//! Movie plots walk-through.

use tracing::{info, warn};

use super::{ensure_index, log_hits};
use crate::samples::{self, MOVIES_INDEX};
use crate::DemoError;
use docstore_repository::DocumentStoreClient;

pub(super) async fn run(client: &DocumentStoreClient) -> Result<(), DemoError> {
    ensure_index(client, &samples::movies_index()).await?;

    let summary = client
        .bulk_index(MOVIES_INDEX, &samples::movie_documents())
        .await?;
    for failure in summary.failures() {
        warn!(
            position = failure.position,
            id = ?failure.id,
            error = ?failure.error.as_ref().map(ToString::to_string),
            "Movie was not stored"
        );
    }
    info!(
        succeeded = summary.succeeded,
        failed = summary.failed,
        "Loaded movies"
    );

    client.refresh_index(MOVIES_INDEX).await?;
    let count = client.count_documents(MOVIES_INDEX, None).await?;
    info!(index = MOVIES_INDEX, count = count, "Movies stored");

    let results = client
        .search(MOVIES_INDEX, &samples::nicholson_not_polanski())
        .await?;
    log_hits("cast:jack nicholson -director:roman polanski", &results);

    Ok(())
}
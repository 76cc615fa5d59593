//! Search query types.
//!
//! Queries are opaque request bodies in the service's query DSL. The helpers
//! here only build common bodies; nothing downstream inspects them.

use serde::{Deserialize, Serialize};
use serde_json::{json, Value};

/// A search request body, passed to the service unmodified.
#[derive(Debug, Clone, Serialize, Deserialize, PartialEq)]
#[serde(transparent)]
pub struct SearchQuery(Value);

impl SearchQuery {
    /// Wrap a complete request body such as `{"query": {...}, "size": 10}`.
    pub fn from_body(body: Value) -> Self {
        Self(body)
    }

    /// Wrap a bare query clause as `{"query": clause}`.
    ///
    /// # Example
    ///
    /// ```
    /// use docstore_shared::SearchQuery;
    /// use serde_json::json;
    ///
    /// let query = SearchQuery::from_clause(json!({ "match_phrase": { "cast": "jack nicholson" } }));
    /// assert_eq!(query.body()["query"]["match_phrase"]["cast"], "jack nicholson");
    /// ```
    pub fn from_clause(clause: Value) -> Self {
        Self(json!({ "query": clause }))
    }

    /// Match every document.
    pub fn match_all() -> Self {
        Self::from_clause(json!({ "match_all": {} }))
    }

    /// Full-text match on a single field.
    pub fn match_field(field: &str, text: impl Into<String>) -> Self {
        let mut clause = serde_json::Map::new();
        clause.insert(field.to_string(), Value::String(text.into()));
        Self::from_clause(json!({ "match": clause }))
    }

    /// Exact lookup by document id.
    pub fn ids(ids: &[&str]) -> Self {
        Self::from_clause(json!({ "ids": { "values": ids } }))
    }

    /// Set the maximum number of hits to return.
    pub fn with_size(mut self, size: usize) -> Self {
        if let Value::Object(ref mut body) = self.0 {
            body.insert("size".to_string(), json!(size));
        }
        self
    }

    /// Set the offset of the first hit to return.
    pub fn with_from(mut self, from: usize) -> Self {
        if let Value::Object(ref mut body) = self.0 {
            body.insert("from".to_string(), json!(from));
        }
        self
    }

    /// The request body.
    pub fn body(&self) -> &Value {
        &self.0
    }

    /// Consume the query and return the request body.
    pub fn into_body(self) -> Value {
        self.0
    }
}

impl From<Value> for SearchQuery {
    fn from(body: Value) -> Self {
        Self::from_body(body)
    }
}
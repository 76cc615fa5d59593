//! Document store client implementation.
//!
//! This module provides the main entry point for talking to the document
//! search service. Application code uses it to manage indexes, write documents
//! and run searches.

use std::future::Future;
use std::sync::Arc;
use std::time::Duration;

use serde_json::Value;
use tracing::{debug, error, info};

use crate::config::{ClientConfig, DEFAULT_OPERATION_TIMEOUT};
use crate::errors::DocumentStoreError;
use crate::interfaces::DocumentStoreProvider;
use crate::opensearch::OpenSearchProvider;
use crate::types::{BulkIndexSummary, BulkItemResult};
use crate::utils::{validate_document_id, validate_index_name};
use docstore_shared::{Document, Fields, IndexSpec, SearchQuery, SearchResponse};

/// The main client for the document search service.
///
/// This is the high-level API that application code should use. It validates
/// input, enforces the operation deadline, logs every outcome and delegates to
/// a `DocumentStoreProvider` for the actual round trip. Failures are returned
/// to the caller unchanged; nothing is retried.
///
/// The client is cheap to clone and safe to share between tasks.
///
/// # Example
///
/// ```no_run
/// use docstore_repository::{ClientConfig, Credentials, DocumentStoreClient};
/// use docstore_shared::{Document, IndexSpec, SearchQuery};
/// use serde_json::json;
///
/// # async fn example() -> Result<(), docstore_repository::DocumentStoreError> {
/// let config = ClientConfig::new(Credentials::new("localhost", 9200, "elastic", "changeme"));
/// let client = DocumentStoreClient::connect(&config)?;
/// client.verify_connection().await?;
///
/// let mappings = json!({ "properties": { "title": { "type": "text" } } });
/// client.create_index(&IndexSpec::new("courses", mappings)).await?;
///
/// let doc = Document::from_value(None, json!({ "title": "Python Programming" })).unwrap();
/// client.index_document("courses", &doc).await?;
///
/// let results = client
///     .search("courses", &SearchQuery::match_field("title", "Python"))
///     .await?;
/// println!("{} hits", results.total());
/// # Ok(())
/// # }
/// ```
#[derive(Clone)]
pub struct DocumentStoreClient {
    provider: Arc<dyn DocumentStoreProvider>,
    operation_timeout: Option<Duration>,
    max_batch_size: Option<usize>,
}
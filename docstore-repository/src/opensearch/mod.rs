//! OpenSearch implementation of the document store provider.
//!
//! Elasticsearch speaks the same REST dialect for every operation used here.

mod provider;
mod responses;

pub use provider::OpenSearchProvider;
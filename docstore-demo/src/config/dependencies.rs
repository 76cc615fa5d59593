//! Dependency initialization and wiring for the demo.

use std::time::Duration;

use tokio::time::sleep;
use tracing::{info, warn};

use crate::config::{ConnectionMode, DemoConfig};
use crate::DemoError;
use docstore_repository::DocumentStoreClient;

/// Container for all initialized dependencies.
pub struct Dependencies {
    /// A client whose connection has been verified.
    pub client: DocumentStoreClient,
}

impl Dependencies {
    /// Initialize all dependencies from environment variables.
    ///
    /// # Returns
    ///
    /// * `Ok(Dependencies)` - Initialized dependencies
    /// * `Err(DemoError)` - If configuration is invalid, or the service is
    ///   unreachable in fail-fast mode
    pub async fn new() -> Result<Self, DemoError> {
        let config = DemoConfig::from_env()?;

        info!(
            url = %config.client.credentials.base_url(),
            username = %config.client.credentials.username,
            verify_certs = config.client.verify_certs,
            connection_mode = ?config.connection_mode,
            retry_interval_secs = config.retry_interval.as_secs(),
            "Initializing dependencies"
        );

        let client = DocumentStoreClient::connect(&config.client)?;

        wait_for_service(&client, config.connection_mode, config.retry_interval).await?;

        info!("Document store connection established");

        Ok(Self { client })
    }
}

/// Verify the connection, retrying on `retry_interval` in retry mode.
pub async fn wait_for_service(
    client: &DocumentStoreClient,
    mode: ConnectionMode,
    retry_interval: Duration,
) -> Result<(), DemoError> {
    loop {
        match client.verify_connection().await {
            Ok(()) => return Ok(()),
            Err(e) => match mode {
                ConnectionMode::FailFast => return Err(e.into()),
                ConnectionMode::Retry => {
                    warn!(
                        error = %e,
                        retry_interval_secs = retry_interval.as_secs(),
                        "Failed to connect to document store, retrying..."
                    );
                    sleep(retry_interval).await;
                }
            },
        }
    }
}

--

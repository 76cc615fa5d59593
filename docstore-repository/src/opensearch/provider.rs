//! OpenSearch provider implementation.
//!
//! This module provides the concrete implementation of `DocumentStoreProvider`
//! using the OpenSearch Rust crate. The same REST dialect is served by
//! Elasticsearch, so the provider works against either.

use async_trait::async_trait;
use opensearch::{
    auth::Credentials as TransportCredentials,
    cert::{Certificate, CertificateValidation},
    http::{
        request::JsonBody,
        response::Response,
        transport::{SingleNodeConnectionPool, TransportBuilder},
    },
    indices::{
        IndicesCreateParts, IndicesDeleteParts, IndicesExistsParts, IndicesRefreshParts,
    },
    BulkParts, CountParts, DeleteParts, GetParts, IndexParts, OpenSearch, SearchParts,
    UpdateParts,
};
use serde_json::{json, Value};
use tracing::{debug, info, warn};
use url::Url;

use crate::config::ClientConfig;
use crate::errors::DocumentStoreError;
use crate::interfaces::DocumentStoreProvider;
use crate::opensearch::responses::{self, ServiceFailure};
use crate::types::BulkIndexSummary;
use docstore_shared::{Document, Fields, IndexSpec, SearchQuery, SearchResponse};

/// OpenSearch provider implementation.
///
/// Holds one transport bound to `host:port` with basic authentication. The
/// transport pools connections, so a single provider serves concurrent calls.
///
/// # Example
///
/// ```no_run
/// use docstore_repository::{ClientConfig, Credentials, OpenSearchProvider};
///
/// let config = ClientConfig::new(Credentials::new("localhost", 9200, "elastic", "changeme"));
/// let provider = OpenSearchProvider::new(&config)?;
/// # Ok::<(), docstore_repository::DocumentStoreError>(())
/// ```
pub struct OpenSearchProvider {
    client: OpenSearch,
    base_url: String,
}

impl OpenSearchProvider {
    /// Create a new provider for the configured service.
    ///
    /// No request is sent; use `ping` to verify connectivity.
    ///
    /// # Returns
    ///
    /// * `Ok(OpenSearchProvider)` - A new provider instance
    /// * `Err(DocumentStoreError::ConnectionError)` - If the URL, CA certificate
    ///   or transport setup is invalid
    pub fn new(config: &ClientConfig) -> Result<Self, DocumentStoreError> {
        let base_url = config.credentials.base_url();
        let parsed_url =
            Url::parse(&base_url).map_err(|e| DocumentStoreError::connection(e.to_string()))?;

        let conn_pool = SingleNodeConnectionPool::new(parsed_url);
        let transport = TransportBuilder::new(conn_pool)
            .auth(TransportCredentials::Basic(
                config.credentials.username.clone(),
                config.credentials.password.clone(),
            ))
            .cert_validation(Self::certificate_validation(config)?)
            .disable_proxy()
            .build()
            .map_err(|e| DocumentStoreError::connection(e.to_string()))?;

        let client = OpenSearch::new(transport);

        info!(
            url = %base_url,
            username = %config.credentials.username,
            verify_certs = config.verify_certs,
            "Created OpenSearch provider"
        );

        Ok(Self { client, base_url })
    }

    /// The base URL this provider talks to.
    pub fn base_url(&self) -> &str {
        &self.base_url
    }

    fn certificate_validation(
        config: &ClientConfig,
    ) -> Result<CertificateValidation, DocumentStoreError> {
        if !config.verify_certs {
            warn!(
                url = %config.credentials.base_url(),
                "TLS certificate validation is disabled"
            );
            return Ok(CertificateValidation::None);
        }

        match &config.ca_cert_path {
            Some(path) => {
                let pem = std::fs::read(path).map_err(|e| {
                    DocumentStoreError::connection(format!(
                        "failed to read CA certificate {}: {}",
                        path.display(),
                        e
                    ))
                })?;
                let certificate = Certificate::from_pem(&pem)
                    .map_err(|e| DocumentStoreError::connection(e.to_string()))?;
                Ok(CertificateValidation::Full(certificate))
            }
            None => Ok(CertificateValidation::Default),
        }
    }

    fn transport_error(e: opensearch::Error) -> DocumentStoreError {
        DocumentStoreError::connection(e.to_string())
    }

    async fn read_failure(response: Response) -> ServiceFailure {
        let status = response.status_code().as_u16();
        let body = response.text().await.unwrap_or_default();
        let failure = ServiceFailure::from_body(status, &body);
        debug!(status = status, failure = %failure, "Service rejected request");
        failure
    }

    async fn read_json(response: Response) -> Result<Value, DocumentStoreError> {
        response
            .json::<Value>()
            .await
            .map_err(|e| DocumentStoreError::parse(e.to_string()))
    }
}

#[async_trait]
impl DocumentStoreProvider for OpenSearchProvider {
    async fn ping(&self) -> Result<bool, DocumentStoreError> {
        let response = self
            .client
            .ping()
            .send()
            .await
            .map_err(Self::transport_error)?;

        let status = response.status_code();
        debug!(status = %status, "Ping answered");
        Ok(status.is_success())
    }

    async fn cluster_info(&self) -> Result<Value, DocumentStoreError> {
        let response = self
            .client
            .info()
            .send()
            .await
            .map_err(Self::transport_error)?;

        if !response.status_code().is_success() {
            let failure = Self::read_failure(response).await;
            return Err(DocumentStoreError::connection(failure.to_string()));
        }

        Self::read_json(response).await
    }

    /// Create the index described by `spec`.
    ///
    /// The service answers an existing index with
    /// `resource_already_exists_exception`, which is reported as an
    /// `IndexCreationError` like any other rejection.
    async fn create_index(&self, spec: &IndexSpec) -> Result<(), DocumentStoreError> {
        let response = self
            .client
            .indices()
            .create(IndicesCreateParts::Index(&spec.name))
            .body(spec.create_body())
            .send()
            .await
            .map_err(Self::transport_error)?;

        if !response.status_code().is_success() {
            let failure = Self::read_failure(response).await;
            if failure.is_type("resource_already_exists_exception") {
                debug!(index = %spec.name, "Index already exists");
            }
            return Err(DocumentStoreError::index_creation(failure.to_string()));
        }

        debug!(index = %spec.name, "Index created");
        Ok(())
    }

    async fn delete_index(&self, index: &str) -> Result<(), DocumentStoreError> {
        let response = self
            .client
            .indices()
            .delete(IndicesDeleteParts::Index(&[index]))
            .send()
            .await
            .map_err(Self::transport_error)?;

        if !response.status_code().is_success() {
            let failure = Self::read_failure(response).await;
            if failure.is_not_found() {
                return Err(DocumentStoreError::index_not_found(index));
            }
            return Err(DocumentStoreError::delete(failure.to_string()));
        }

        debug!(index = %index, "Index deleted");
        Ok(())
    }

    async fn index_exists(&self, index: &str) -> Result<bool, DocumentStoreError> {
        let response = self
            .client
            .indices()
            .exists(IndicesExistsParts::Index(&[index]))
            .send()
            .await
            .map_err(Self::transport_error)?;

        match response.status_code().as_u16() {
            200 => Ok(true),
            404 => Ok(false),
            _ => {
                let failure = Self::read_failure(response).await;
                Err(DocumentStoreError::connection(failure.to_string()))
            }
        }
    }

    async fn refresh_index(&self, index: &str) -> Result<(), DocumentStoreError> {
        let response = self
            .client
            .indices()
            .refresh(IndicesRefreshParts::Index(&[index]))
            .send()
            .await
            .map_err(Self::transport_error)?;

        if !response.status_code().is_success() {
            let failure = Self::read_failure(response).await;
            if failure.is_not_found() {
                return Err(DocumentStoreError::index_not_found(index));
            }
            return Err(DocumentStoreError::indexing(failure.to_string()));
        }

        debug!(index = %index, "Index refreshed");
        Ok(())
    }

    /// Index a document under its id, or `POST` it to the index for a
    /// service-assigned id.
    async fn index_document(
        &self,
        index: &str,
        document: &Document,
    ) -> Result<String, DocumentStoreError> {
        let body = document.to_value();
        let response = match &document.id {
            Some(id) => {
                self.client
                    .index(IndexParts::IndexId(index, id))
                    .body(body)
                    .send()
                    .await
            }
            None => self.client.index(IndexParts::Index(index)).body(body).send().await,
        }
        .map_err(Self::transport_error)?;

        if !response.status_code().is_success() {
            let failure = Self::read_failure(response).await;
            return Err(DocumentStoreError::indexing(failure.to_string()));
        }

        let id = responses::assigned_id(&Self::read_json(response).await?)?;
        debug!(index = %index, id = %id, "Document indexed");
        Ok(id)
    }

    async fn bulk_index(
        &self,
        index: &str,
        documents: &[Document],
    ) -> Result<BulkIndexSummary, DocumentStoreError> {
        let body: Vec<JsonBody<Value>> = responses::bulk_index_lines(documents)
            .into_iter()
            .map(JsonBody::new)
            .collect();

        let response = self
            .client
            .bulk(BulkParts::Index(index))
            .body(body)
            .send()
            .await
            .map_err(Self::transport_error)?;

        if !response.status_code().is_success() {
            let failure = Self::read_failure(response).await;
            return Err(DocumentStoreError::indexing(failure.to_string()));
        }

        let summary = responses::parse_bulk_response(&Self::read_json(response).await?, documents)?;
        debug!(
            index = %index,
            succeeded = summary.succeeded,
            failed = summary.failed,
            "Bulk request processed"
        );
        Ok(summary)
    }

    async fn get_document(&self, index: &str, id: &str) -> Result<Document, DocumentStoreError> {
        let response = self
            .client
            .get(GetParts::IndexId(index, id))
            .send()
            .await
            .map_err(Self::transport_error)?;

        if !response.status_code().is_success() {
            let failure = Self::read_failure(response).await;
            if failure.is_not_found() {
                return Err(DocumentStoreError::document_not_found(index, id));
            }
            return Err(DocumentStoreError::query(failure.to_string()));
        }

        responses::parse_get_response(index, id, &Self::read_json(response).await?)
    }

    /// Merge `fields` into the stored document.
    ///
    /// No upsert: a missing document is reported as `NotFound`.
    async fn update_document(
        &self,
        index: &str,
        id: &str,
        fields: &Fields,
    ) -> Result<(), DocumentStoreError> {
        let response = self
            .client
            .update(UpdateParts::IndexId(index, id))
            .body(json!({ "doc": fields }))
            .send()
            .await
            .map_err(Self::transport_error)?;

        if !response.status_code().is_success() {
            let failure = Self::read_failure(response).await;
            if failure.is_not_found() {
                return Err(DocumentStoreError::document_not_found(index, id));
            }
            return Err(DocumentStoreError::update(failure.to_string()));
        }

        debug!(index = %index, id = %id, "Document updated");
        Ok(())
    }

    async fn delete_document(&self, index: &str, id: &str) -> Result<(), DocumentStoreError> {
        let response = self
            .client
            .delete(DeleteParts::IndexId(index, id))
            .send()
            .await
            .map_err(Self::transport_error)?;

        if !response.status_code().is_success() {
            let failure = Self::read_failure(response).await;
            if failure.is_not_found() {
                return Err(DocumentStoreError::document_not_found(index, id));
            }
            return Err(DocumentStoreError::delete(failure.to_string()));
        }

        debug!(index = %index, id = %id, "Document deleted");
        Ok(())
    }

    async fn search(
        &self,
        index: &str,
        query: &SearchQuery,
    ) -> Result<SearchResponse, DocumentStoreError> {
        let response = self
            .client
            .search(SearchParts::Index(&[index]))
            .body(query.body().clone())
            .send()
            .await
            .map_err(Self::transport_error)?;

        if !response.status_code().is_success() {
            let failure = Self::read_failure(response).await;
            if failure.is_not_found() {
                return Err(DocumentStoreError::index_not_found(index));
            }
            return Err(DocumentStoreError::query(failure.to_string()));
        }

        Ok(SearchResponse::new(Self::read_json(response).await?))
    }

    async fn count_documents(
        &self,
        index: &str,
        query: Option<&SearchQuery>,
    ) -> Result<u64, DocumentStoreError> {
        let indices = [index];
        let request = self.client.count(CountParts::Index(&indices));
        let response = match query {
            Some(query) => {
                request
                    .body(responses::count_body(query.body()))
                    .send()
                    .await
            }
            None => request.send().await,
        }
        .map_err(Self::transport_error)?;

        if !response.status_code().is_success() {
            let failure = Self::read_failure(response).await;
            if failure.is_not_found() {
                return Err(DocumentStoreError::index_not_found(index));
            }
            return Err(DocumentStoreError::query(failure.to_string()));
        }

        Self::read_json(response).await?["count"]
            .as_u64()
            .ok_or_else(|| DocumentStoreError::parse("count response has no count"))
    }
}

Work task:
Your answer should be a single number: the count of lines in the entries that hold the string "SearchParts".

Task result:
2